И вот тогда – выплывают острогрудые. Чтобы сказать что? С каким, прости господи, месседжем? Что бабы дуры, их топить надо? Что мужская удаль и мужское братство превыше всего? Да, конечно, но это внешний сюжет, сарай, которого не было, ведь песня поется в экстазе, пьяном, торжественном, безысходном – на помин своей души. А вы говорите – не метафора.

ТАТЬЯНА ТОЛСТАЯ:

Вот-вот, пьяный разрушительный экстаз, сырой эрос, бей баб; вы же понимаете, почему “востроносость” (уместно маркирующая мужское начало) превратилась в “острогрудость”? – потому что поэт-фольклорист загляделся на перси ханской дочери, спрятанные под парчой ее национальности.

В 1881 году не только Пушкина опубликовали, но и царя убили. Русский бунт – уже тут, в столицах, как часть ежедневной жизни. А годы эти совсем для поэзии непригодные, и средний читатель еще и предпочтет Садовникова Пушкину: и рифма у него есть, и строчка короче, ловчее, и поется напевно так, с перегудом.

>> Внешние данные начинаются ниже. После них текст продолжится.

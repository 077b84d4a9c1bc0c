//! Command-line interface for sentinel.
//!
//! Provides commands for running an agreement workflow end to end,
//! listing the built-in templates, inspecting configuration and
//! starting the HTTP service.

use std::collections::BTreeMap;
use std::path::PathBuf;

use anyhow::{Context, Result};
use clap::{Parser, Subcommand};

use crate::config::{self, ResolvedConfig};
use crate::core::Orchestrator;
use crate::domain::ledger::render_line;
use crate::domain::{find_template, parse_operations, Project, TEMPLATES};

/// sentinel - Auditable agreement workflow engine
#[derive(Parser, Debug)]
#[command(name = "sentinel")]
#[command(author, version, about, long_about = None)]
pub struct Cli {
    #[command(subcommand)]
    pub command: Commands,
}

#[derive(Subcommand, Debug)]
pub enum Commands {
    /// Generate, transform, sign and archive one agreement
    Run {
        /// Template id or alias (e.g. TPL-NDA-V2 or NDA)
        template: String,

        /// Field value as key=value (repeatable; template defaults otherwise)
        #[arg(short, long = "field", value_name = "KEY=VALUE")]
        fields: Vec<String>,

        /// Transform to apply: watermark, linearize (repeatable)
        #[arg(short, long = "op", value_name = "OPERATION")]
        ops: Vec<String>,

        /// Email address of the signee
        #[arg(short, long)]
        signee: String,

        /// Project name (derived from the template if not given)
        #[arg(short, long)]
        name: Option<String>,

        /// Write the final PDF here
        #[arg(long)]
        output: Option<PathBuf>,

        /// Print the finished project as JSON instead of the ledger
        #[arg(long)]
        json: bool,
    },

    /// List built-in templates
    Templates,

    /// Show resolved configuration (debug)
    Config,

    /// Start the HTTP API
    Serve {
        /// Port to bind (overrides config)
        #[arg(short, long)]
        port: Option<u16>,
    },
}

impl Cli {
    /// Execute the CLI command
    pub async fn execute(self) -> Result<()> {
        match self.command {
            Commands::Run {
                template,
                fields,
                ops,
                signee,
                name,
                output,
                json,
            } => {
                let cfg = config::load_config()?;
                run_workflow(&cfg, &template, &fields, &ops, &signee, name, output, json).await
            }
            Commands::Templates => list_templates(),
            Commands::Config => {
                let cfg = config::load_config()?;
                show_config(&cfg);
                Ok(())
            }
            Commands::Serve { port } => {
                let cfg = config::load_config()?;
                let port = port.unwrap_or(cfg.server_port);
                crate::server::serve(&cfg, port).await
            }
        }
    }
}

/// Parse repeated `key=value` arguments
fn parse_fields(raw: &[String]) -> Result<BTreeMap<String, String>> {
    raw.iter()
        .map(|pair| {
            let (key, value) = pair
                .split_once('=')
                .with_context(|| format!("Invalid field '{}', expected KEY=VALUE", pair))?;
            let key = key.trim();
            if key.is_empty() {
                anyhow::bail!("Invalid field '{}', key is empty", pair);
            }
            Ok((key.to_string(), value.to_string()))
        })
        .collect()
}

/// Run one workflow, streaming events to stderr as they are recorded
#[allow(clippy::too_many_arguments)]
async fn run_workflow(
    cfg: &ResolvedConfig,
    template_id: &str,
    raw_fields: &[String],
    raw_ops: &[String],
    signee: &str,
    name: Option<String>,
    output: Option<PathBuf>,
    json: bool,
) -> Result<()> {
    let template = find_template(template_id);
    let operations = parse_operations(raw_ops)?;

    let mut fields = template.map(|t| t.default_fields()).unwrap_or_default();
    fields.extend(parse_fields(raw_fields)?);

    let name = name.unwrap_or_else(|| {
        let base = template.map(|t| t.name).unwrap_or("Custom Document");
        format!("{} Auto-Gen", base)
    });
    let template_id = template.map(|t| t.id).unwrap_or(template_id);

    let project = Project::new(name, template_id, fields, operations, signee);
    let orchestrator = Orchestrator::from_config(cfg)?;

    let mut printed = 0;
    let result = orchestrator
        .run(project, |patch| {
            if let Some(status) = patch.status {
                eprintln!("[{}]", status);
            }
            if let Some(ref ledger) = patch.events {
                for event in &ledger.events()[printed..] {
                    eprintln!("  {}", render_line(event));
                }
                printed = ledger.len();
            }
        })
        .await;

    let project = match result {
        Ok(project) => project,
        Err(failure) => {
            if json {
                println!("{}", serde_json::to_string_pretty(&failure.project)?);
            }
            eprintln!("\n[Project {} failed: {}]", failure.project.id, failure.source);
            std::process::exit(1);
        }
    };

    if let (Some(path), Some(artifact)) = (output, project.output()) {
        tokio::fs::write(&path, &artifact.bytes)
            .await
            .with_context(|| format!("Failed to write output: {}", path.display()))?;
        eprintln!("Wrote {} ({} bytes)", path.display(), artifact.size_bytes);
    }

    if json {
        println!("{}", serde_json::to_string_pretty(&project)?);
    } else {
        println!("{}", project.ledger().render());
    }

    eprintln!(
        "\n[Project {} completed; trace {}]",
        project.id,
        project
            .trace_id()
            .map(|t| t.to_string())
            .unwrap_or_default()
    );
    if let Some(url) = project.output_url() {
        eprintln!("Archived at {}", url);
    }

    Ok(())
}

/// List built-in templates
fn list_templates() -> Result<()> {
    println!("{:<12} {:<6} {:<30} {}", "ID", "ALIAS", "NAME", "FIELDS");
    println!("{}", "-".repeat(80));

    for template in TEMPLATES.iter() {
        let fields: Vec<&str> = template.fields.iter().map(|(k, _)| *k).collect();
        println!(
            "{:<12} {:<6} {:<30} {}",
            template.id,
            template.alias,
            template.name,
            fields.join(", ")
        );
    }

    Ok(())
}

/// Show resolved configuration
fn show_config(cfg: &ResolvedConfig) {
    println!("Sentinel Configuration");
    println!();
    println!(
        "Config file: {}",
        cfg.config_file
            .as_ref()
            .map(|p| p.display().to_string())
            .unwrap_or_else(|| "(none - using defaults)".to_string())
    );
    println!();
    println!("Cloud service:");
    println!("  Base URL:      {}", cfg.service.base_url);
    println!(
        "  Credentials:   {}",
        if cfg.service.has_credentials() { "configured" } else { "(missing)" }
    );
    println!("  Timeout:       {}s", cfg.service.request_timeout_seconds);
    println!();
    println!("Polling:");
    println!("  Interval:      {}ms", cfg.polling.interval_ms);
    println!("  Max attempts:  {}", cfg.polling.max_attempts);
    println!();
    println!("Signing delay:   {}ms", cfg.signing_delay_ms);
    println!("Watermark label: {}", cfg.watermark_label);
    println!("Server port:     {}", cfg.server_port);
}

Социальный протест просит песни с вызовом, хочет дурного пафоса (“Есть на Волге утес”, “Дубинушка”), в цене угроза трону (строю, миру, устоям), и “лучшим людям” всё кажется, что террор и разбой – очистительны, благотворны. Из эпизода с княжной вычитывается то, что представляется на тот момент актуальным: не жертвоприношение, а теракт. Более того, княжна – представительница правящего класса, угнетателей. Как бы даже и ничего, что ее в воду. А Стенька – народный вождь, а Волга-река – мать, кормилица, причем тут быстро производится шулерская подмена: она не мать сыра земля, а мать сыра вода, и если земля кормит крестьянина, то вода – купца или разбойника.

То есть Садовников и поющие вслед за ним если и чувствуют метафору, то такую: уничтожим троны и будем не пахать, нет, а пить-гулять-буйствовать. И обещание в 1917 году сдержали. А Стрейса переиздали в 1935 году, и почитайте предисловие к этой книге. Почитайте-почитайте.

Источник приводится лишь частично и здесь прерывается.